2017-05-01 | 〆不具者の世界歴史

Ⅲ 見世物の時代

マリア・アンナと家重
 18世紀は世界史上の啓蒙的な画期点と言える百年であったが、不具者の世界歴史においても、なお悪魔化の時代を引きずりながら、特に支配者階級の障碍者のありように変化が現れ、保護され、尊重された障碍者が出ている。その中でも、異彩を放つ事例をヨーロッパと日本から一人ずつ取り上げてみたい。

 ヨーロッパでは、オーストリア帝国皇女マリア・アンナである。彼女は、著名な啓蒙専制君主マリア・テレジアの次女であり、フランス王家に嫁ぎ、革命で処刑されたマリー・アントワネットの姉にも当たる。
 長女だった姉が夭折したため、弟のヨーゼフが誕生するまでは一時的にオーストリア皇位継承者であった時期もあるマリア・アンナは生来病弱であり、成長するにつれて背骨の彎曲が進行したため、身体障碍者となっていった。
 そうした事情から、生母マリア・テレジアの愛情を受けることができず、むしろ父の神聖ローマ皇帝フランツ1世シュテファンの庇護の下に学芸の道に励むようになった。中でも当時はまだ草創期だった自然科学への関心である。

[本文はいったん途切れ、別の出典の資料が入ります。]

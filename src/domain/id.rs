//! Domain ID Types with NewType Pattern
//!
//! Type-safe wrappers for user and token identifiers so the two can never be
//! mixed up at a call site. Each ID type implements Display, FromStr, Debug,
//! Serialize, and Deserialize.

use rand::{distributions::Alphanumeric, rngs::OsRng, Rng};
use serde::{Deserialize, Serialize};
use std::convert::Infallible;
use std::fmt;
use std::str::FromStr;
use uuid::Uuid;

/// Length of a generated access token id. The id doubles as the bearer secret.
pub const TOKEN_ID_LENGTH: usize = 64;

/// Macro to generate NewType ID wrappers with all required traits
macro_rules! domain_id {
    ($(#[$meta:meta])* $name:ident, $generate:expr) => {
        $(#[$meta])*
        #[derive(Debug, Clone, PartialEq, Eq, Hash, Serialize, Deserialize)]
        #[serde(transparent)]
        pub struct $name(String);

        impl $name {
            /// Create a fresh, randomly generated ID
            pub fn new() -> Self {
                Self($generate)
            }

            /// Create an ID from an existing string
            pub fn from_string(s: String) -> Self {
                Self(s)
            }

            /// Create an ID from a string slice
            pub fn from_str_unchecked(s: &str) -> Self {
                Self(s.to_string())
            }

            /// Get the inner string value
            pub fn as_str(&self) -> &str {
                &self.0
            }

            /// Convert to inner string value
            pub fn into_string(self) -> String {
                self.0
            }
        }

        impl Default for $name {
            fn default() -> Self {
                Self::new()
            }
        }

        impl fmt::Display for $name {
            fn fmt(&self, f: &mut fmt::Formatter<'_>) -> fmt::Result {
                write!(f, "{}", self.0)
            }
        }

        impl FromStr for $name {
            type Err = Infallible;

            fn from_str(s: &str) -> Result<Self, Self::Err> {
                Ok(Self(s.to_string()))
            }
        }

        impl AsRef<str> for $name {
            fn as_ref(&self) -> &str {
                &self.0
            }
        }

        impl From<String> for $name {
            fn from(s: String) -> Self {
                Self(s)
            }
        }

        impl From<$name> for String {
            fn from(id: $name) -> Self {
                id.0
            }
        }
    };
}

domain_id!(
    /// Unique identifier for a user
    UserId,
    Uuid::new_v4().to_string()
);

domain_id!(
    /// Access token identifier; presented verbatim in the `Authorization` header
    TokenId,
    OsRng.sample_iter(&Alphanumeric).take(TOKEN_ID_LENGTH).map(char::from).collect()
);
use axum::http::{Method, StatusCode};

use crate::support::{send_request, setup_test_app, setup_test_app_with_scopes, CUSTOM_SCOPE};

#[tokio::test]
async fn allows_default_scoped_method_with_unscoped_token() {
    let app = setup_test_app();
    let user_id = app.create_user("user@example.com").await;
    let token = app.issue_token(&user_id, &[]).await;

    let path = format!("/users/{}", user_id);
    let response = send_request(&app, Method::GET, &path, Some(token.id.as_str()), None).await;

    assert_eq!(response.status(), StatusCode::OK);
}

#[tokio::test]
async fn denies_custom_scoped_method_with_unscoped_token() {
    let app = setup_test_app();
    let user_id = app.create_user("user@example.com").await;
    let token = app.issue_token(&user_id, &[]).await;

    let response =
        send_request(&app, Method::GET, "/users/scoped", Some(token.id.as_str()), None).await;

    assert_eq!(response.status(), StatusCode::UNAUTHORIZED);
}

#[tokio::test]
async fn allows_custom_scoped_method_with_matching_token() {
    let app = setup_test_app();
    let user_id = app.create_user("user@example.com").await;
    let token = app.issue_token(&user_id, &[CUSTOM_SCOPE]).await;

    let response =
        send_request(&app, Method::GET, "/users/scoped", Some(token.id.as_str()), None).await;

    assert_eq!(response.status(), StatusCode::NO_CONTENT);
}

#[tokio::test]
async fn denies_default_scoped_method_with_custom_only_token() {
    let app = setup_test_app();
    let user_id = app.create_user("user@example.com").await;
    let token = app.issue_token(&user_id, &[CUSTOM_SCOPE]).await;

    let path = format!("/users/{}", user_id);
    let response = send_request(&app, Method::GET, &path, Some(token.id.as_str()), None).await;

    assert_eq!(response.status(), StatusCode::UNAUTHORIZED);
}

#[tokio::test]
async fn allows_both_methods_with_default_and_custom_scopes() {
    let app = setup_test_app();
    let user_id = app.create_user("user@example.com").await;
    let token = app.issue_token(&user_id, &["DEFAULT", CUSTOM_SCOPE]).await;

    let path = format!("/users/{}", user_id);
    let response = send_request(&app, Method::GET, &path, Some(token.id.as_str()), None).await;
    assert_eq!(response.status(), StatusCode::OK);

    let response =
        send_request(&app, Method::GET, "/users/scoped", Some(token.id.as_str()), None).await;
    assert_eq!(response.status(), StatusCode::NO_CONTENT);
}

#[tokio::test]
async fn allows_invocation_when_at_least_one_method_scope_matches() {
    let app = setup_test_app_with_scopes(&["read", "write"]);
    let user_id = app.create_user("user@example.com").await;
    let token = app.issue_token(&user_id, &["read", "execute"]).await;

    let response =
        send_request(&app, Method::GET, "/users/scoped", Some(token.id.as_str()), None).await;

    assert_eq!(response.status(), StatusCode::NO_CONTENT);
}

#[tokio::test]
async fn denies_when_no_method_scope_matches() {
    let app = setup_test_app_with_scopes(&["read", "write"]);
    let user_id = app.create_user("user@example.com").await;
    let token = app.issue_token(&user_id, &["execute"]).await;

    let response =
        send_request(&app, Method::GET, "/users/scoped", Some(token.id.as_str()), None).await;

    assert_eq!(response.status(), StatusCode::UNAUTHORIZED);
}

#[tokio::test]
async fn accepts_bearer_prefixed_header() {
    let app = setup_test_app();
    let user_id = app.create_user("user@example.com").await;
    let token = app.issue_token(&user_id, &[CUSTOM_SCOPE]).await;

    let header = format!("Bearer {}", token.id);
    let response = send_request(&app, Method::GET, "/users/scoped", Some(&header), None).await;

    assert_eq!(response.status(), StatusCode::NO_CONTENT);
}

#[tokio::test]
async fn anonymous_caller_cannot_invoke_authenticated_method() {
    let app = setup_test_app_with_scopes(&[]);

    let response = send_request(&app, Method::GET, "/users/scoped", None, None).await;

    assert_eq!(response.status(), StatusCode::UNAUTHORIZED);
}

#[tokio::test]
async fn token_cannot_read_another_user() {
    let app = setup_test_app();
    let owner = app.create_user("owner@example.com").await;
    let other = app.create_user("other@example.com").await;
    let token = app.issue_token(&other, &[]).await;

    let path = format!("/users/{}", owner);
    let response = send_request(&app, Method::GET, &path, Some(token.id.as_str()), None).await;

    assert_eq!(response.status(), StatusCode::UNAUTHORIZED);
}
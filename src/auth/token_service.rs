//! Business logic for issuing, resolving and revoking access tokens.

use std::sync::Arc;

use chrono::{DateTime, Utc};
use tracing::{field, info, instrument, warn};

use crate::auth::models::{AccessToken, AuthError};
use crate::auth::scopes::{normalize_scopes, summarize};
use crate::config::AuthConfig;
use crate::domain::{TokenId, UserId};
use crate::errors::{Error, Result};
use crate::observability::metrics;
use crate::storage::{AccessTokenRepository, InMemoryAccessTokenRepository};

/// Token lifetime policy derived from [`AuthConfig`].
#[derive(Debug, Clone, Copy, PartialEq, Eq)]
pub struct TokenPolicy {
    pub default_ttl_seconds: i64,
    pub max_ttl_seconds: i64,
    pub allow_eternal_tokens: bool,
}

impl From<&AuthConfig> for TokenPolicy {
    fn from(config: &AuthConfig) -> Self {
        Self {
            default_ttl_seconds: config.default_ttl_seconds,
            max_ttl_seconds: config.max_ttl_seconds,
            allow_eternal_tokens: config.allow_eternal_tokens,
        }
    }
}

impl Default for TokenPolicy {
    fn default() -> Self {
        Self::from(&AuthConfig::default())
    }
}

impl TokenPolicy {
    /// Resolve a requested ttl against the policy.
    ///
    /// Missing ttl falls back to the default, oversized ttl is clamped to the
    /// maximum, and `-1` is only accepted when eternal tokens are enabled.
    pub fn resolve_ttl(&self, requested: Option<i64>) -> Result<i64> {
        match requested {
            None => Ok(self.default_ttl_seconds),
            Some(AccessToken::ETERNAL_TTL) if self.allow_eternal_tokens => {
                Ok(AccessToken::ETERNAL_TTL)
            }
            Some(AccessToken::ETERNAL_TTL) => {
                Err(Error::validation("ttl: eternal tokens are not allowed"))
            }
            Some(ttl) if ttl <= 0 => Err(Error::validation("ttl: must be a positive number")),
            Some(ttl) => Ok(ttl.min(self.max_ttl_seconds)),
        }
    }
}

#[derive(Clone)]
pub struct TokenService {
    repository: Arc<dyn AccessTokenRepository>,
    policy: TokenPolicy,
}

impl TokenService {
    pub fn new(repository: Arc<dyn AccessTokenRepository>, policy: TokenPolicy) -> Self {
        Self { repository, policy }
    }

    pub fn in_memory(policy: TokenPolicy) -> Self {
        Self::new(Arc::new(InMemoryAccessTokenRepository::new()), policy)
    }

    pub fn policy(&self) -> &TokenPolicy {
        &self.policy
    }

    /// Issue a token for `user_id`. Empty `scopes` grants default access.
    #[instrument(skip(self, scopes), fields(user_id = %user_id, token_id = field::Empty))]
    pub async fn create_access_token(
        &self,
        user_id: &UserId,
        ttl: Option<i64>,
        scopes: Vec<String>,
    ) -> Result<AccessToken> {
        let ttl = self.policy.resolve_ttl(ttl)?;
        let scopes =
            normalize_scopes(scopes).map_err(|err| Error::validation(format!("scopes: {}", err)))?;

        let token = AccessToken {
            id: TokenId::new(),
            user_id: user_id.clone(),
            ttl,
            scopes,
            created: Utc::now(),
        };
        let token = self.repository.create_token(token).await?;
        tracing::Span::current().record("token_id", field::display(&token.id));

        metrics::record_token_created(token.scopes.len()).await;
        info!(ttl = token.ttl, scopes = %summarize(&token.scopes), "access token created");
        Ok(token)
    }

    /// Look up a live token. Expired tokens are deleted on sight.
    #[instrument(skip(self, token_id))]
    pub async fn resolve(&self, token_id: &TokenId) -> std::result::Result<AccessToken, AuthError> {
        let Some(token) = self.repository.get_token(token_id).await? else {
            return Err(AuthError::TokenNotFound);
        };

        if token.is_expired_at(Utc::now()) {
            if let Err(err) = self.repository.delete_token(&token.id).await {
                warn!(error = %err, "failed to remove expired access token");
            } else {
                metrics::record_token_removed("expired", 1).await;
            }
            return Err(AuthError::ExpiredToken);
        }

        Ok(token)
    }

    /// Delete a token; returns whether it existed.
    #[instrument(skip(self, token_id))]
    pub async fn revoke(&self, token_id: &TokenId) -> Result<bool> {
        let removed = self.repository.delete_token(token_id).await?;
        if removed {
            metrics::record_token_removed("logout", 1).await;
            info!("access token revoked");
        }
        Ok(removed)
    }

    pub async fn list_for_user(&self, user_id: &UserId) -> Result<Vec<AccessToken>> {
        self.repository.list_for_user(user_id).await
    }

    /// Delete all tokens expired at `now`, whether or not anyone presents them again.
    pub async fn purge_expired(&self, now: DateTime<Utc>) -> Result<usize> {
        let removed = self.repository.delete_expired(now).await?;
        if removed > 0 {
            metrics::record_token_removed("expired", removed as u64).await;
        }
        Ok(removed)
    }

    pub async fn count_tokens(&self) -> Result<usize> {
        self.repository.count_tokens().await
    }
}
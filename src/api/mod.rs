//! HTTP surface: routes for the registered remote methods, the middleware
//! that authenticates callers and guards each method, and error mapping.

pub mod error;
pub mod handlers;
pub mod middleware;
pub mod routes;
pub mod server;
pub mod state;

pub use error::ApiError;
pub use routes::build_router;
pub use server::start_api_server;
pub use state::ApiState;
//! # Configuration Settings
//!
//! Defines the configuration structure for the tokenscope service.

use crate::auth::scopes::validate_scope;
use crate::errors::{Error, Result};
use serde::{Deserialize, Serialize};
use validator::{Validate, ValidationError};

/// Main application configuration
#[derive(Debug, Clone, Serialize, Deserialize, Validate, Default)]
#[serde(default)]
pub struct AppConfig {
    /// HTTP server configuration
    #[validate(nested)]
    pub server: ServerConfig,

    /// Token and remote method configuration
    #[validate(nested)]
    pub auth: AuthConfig,

    /// Logging and metrics configuration
    #[validate(nested)]
    pub observability: ObservabilityConfig,
}

impl AppConfig {
    /// Validate the entire configuration
    pub fn validate(&self) -> Result<()> {
        Validate::validate(self).map_err(Error::from)?;
        self.validate_custom()
    }

    /// Checks that span several fields
    fn validate_custom(&self) -> Result<()> {
        if self.auth.default_ttl_seconds > self.auth.max_ttl_seconds {
            return Err(Error::validation(
                "auth.default_ttl_seconds cannot exceed auth.max_ttl_seconds",
            ));
        }

        if self.observability.enable_metrics && self.observability.metrics_port == self.server.port
        {
            return Err(Error::validation("Server and metrics ports cannot be the same"));
        }

        Ok(())
    }
}

/// HTTP server configuration
#[derive(Debug, Clone, Serialize, Deserialize, Validate)]
#[serde(default)]
pub struct ServerConfig {
    /// Server bind address
    #[validate(length(min = 1, message = "Host cannot be empty"))]
    pub host: String,

    /// Server port
    #[validate(range(min = 1, message = "Port must be between 1 and 65535"))]
    pub port: u16,

    /// Enable permissive CORS
    pub enable_cors: bool,
}

impl Default for ServerConfig {
    fn default() -> Self {
        Self { host: "127.0.0.1".to_string(), port: 3000, enable_cors: false }
    }
}

impl ServerConfig {
    /// Get the server bind address
    pub fn bind_address(&self) -> String {
        format!("{}:{}", self.host, self.port)
    }
}

/// Access token and remote method configuration
#[derive(Debug, Clone, Serialize, Deserialize, Validate)]
#[serde(default)]
pub struct AuthConfig {
    /// Token lifetime used when login or token creation omits `ttl`
    #[validate(range(min = 1, message = "Default ttl must be positive"))]
    pub default_ttl_seconds: i64,

    /// Upper bound for requested token lifetimes; longer requests are clamped.
    /// Capped at one hundred years.
    #[validate(range(
        min = 1,
        max = 3_155_692_600_i64,
        message = "Maximum ttl must be between 1 second and 100 years"
    ))]
    pub max_ttl_seconds: i64,

    /// Accept `ttl = -1` for tokens that never expire
    pub allow_eternal_tokens: bool,

    /// Period of the background sweep that deletes expired tokens
    #[validate(range(min = 1, max = 86_400, message = "Cleanup interval must be 1s to 1 day"))]
    pub cleanup_interval_seconds: u64,

    /// Access scopes required by the `scoped` remote method
    #[validate(custom(function = "validate_scope_list"))]
    pub scoped_method_scopes: Vec<String>,
}

impl Default for AuthConfig {
    fn default() -> Self {
        Self {
            default_ttl_seconds: 1_209_600, // two weeks
            max_ttl_seconds: 31_556_926,    // one year
            allow_eternal_tokens: false,
            cleanup_interval_seconds: 300,
            scoped_method_scopes: vec!["read:custom".to_string()],
        }
    }
}

fn validate_scope_list(scopes: &Vec<String>) -> std::result::Result<(), ValidationError> {
    for scope in scopes {
        validate_scope(scope).map_err(|_| {
            let mut err = ValidationError::new("invalid_scope");
            err.message = Some(format!("invalid scope '{}'", scope).into());
            err
        })?;
    }
    Ok(())
}

/// Logging and metrics configuration
#[derive(Debug, Clone, Serialize, Deserialize, Validate)]
#[serde(default)]
pub struct ObservabilityConfig {
    /// Service name attached to logs and metrics
    #[validate(length(min = 1, message = "Service name cannot be empty"))]
    pub service_name: String,

    /// Log level or full `EnvFilter` directive
    #[validate(length(min = 1, message = "Log level cannot be empty"))]
    pub log_level: String,

    /// Enable JSON structured logging
    pub json_logging: bool,

    /// Enable metrics collection
    pub enable_metrics: bool,

    /// Metrics exporter port (0 = no exporter)
    pub metrics_port: u16,
}

impl Default for ObservabilityConfig {
    fn default() -> Self {
        Self {
            service_name: "tokenscope".to_string(),
            log_level: "info".to_string(),
            json_logging: false,
            enable_metrics: false,
            metrics_port: 9090,
        }
    }
}

impl ObservabilityConfig {
    /// Get metrics bind address (None if disabled)
    pub fn metrics_bind_address(&self) -> Option<String> {
        if self.metrics_port == 0 {
            None
        } else {
            Some(format!("0.0.0.0:{}", self.metrics_port))
        }
    }
}

#[cfg(test)]
mod tests {
    use super::*;

    #[test]
    fn default_config_is_valid() {
        let config = AppConfig::default();
        assert!(config.validate().is_ok());
        assert_eq!(config.server.bind_address(), "127.0.0.1:3000");
        assert_eq!(config.auth.scoped_method_scopes, vec!["read:custom".to_string()]);
    }

    #[test]
    fn default_ttl_cannot_exceed_max() {
        let mut config = AppConfig::default();
        config.auth.default_ttl_seconds = 100;
        config.auth.max_ttl_seconds = 10;
        let err = config.validate().unwrap_err();
        assert!(err.to_string().contains("default_ttl_seconds"));
    }

    #[test]
    fn rejects_non_positive_ttl() {
        let mut config = AppConfig::default();
        config.auth.default_ttl_seconds = 0;
        assert!(matches!(config.validate(), Err(Error::Validation(_))));
    }

    #[test]
    fn rejects_whitespace_scope() {
        let mut config = AppConfig::default();
        config.auth.scoped_method_scopes = vec!["read custom".into()];
        let err = config.validate().unwrap_err();
        assert!(err.to_string().contains("invalid scope 'read custom'"));
    }

    #[test]
    fn rejects_unbounded_max_ttl() {
        let mut config = AppConfig::default();
        config.auth.max_ttl_seconds = 1_000_000_000_000_000;
        let err = config.validate().unwrap_err();
        assert!(err.to_string().contains("100 years"));

        config.auth.max_ttl_seconds = 3_155_692_600;
        assert!(config.validate().is_ok());
    }

    #[test]
    fn rejects_zero_cleanup_interval() {
        let mut config = AppConfig::default();
        config.auth.cleanup_interval_seconds = 0;
        assert!(matches!(config.validate(), Err(Error::Validation(_))));
    }

    #[test]
    fn rejects_metrics_port_clash() {
        let mut config = AppConfig::default();
        config.observability.enable_metrics = true;
        config.observability.metrics_port = config.server.port;
        assert!(config.validate().is_err());
    }

    #[test]
    fn metrics_address_disabled_on_port_zero() {
        let config = ObservabilityConfig { metrics_port: 0, ..Default::default() };
        assert!(config.metrics_bind_address().is_none());
    }
}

特に鉱物や昆虫のコレクションを持ち、後にフランツ・ヨーゼフ1世が創立した自然史博物館のコレクションの基礎となった。
 その他、マリア・アンナは考古学的な発掘調査に私財を投ずるなど、19世紀以降に隆盛化する西洋近代科学の先取り的な事業にも着手するなど、まさに啓蒙時代の宮廷パトロンとしての役割を果たした。
 ただ、こうした知的な貢献は当時の時代意識には合致しておらず、世間の風当たりは強く、生母、さらには弟のヨーゼフからも冷遇された。特にマリア・テレジアの没後、帝位に就いた弟のヨーゼフ2世は姉を宮廷から修道院へ追いやった。
 しかし、かえってマリア・アンナはこの機をとらえ、病院の整備や貧困者救済などの社会福祉活動を新たに始め、こうした分野でも近代的な社会事業の先駆者となり、民衆の支持を得た。
 晩年は車椅子生活だったマリア・アンナは生涯独身のため、フランス革命勃発の年1789年に没した時、その全遺産は、最終的に姉を受け入れた弟帝の計らいで修道院に寄贈された。

 他方、時代は一世代ほど遡るが、いわゆる鎖国により西洋啓蒙思想からは遮断されていた日本でも、18世紀には言語障碍を持つ将軍徳川家重が出ている。家重は享保の改革で知られる8代将軍徳川吉宗の長男である。
 家重の障碍の内容については諸説あるが、脳性麻痺説が有力である。彼が健常的な弟たちを押さえて将軍に就けた事情については、能力より長幼序を優先した封建時代の思想に由来するとも考えられる。しかし、父吉宗が幕閣内や他の息子の間にもくすぶっていた廃嫡論を排して家重への継承を主導した背景には、家重の知的な能力を問題視していなかったことも考えられる。
 より想像をたくましくすれば、洋書輸入規制の一部緩和を実行するなど、歴代将軍の中でも最も「啓蒙的」であり、小石川養生所の設立など福祉政策にも関心のあった吉宗は、あえて障碍者将軍を誕生させるという進歩的決断をしたのかもしれない。
 実際、家重が側近を通じてながら職務を全うし得た点からすると、知的障碍を伴わない構音障碍者だったとも考えられる。ただ、言語障碍はかなり重度であったようで、彼の言葉を聞き取れるのは幼少期から近侍した側用人の大岡忠光のみであったいうのはよく知られた説である。
 その他、家重には原因不明ながら頻尿の持病もあり、外出時の対策として江戸城から将軍家菩提寺の上野寛永寺へ出向く道中に多数の専用便所を設置していたとされるほどの重症だったようであり、言語障碍と合わせ、肉体的なハンディは大きかったと見られる。
 それでも、家重は父吉宗の威信と改革の遺産を背景に、会計検査制度の刷新や財政経済改革をさらに進めるなどの成果を残した一方、家重の治世では享保改革以来の増税策に起因する百姓一揆の頻発などの混乱も起きた。特に岐阜の郡上藩で発生した郡上一揆では異例の幕府上層部の処分を決断を示したのも家重である。
 しかし、障碍者将軍ゆえか、幕府を軽んじるような風潮も一部に見られ、京都では蓄積していた幕府の朝廷抑圧への反発もあって尊王論が蠕動し始める。その結果、1759年には京都で尊王論者が摘発される宝暦事件のような事案も発生している。
 このような不穏事象はあったものの、家重の治世は大岡ら側近者の手腕もあって比較的安寧のうちに、嫡子家治への継承を実現した。その点、幕府の公式史書『徳川実紀』にあっても、「万機の事ども、よく大臣に委任せられ、御治世十六年の間、四海波静かに万民無為の化に俗しけるは、有徳院殿(吉宗)の御余慶といへども、しかしながらよく守成の業をなし給ふ」との肯定評価がなされていることは注目に値する。
 しばしば家重に対してなされてきた俗世の暗愚評には、現代ですらつきまとう障碍者=無能力者というバイアスが内包されていたのかもしれない。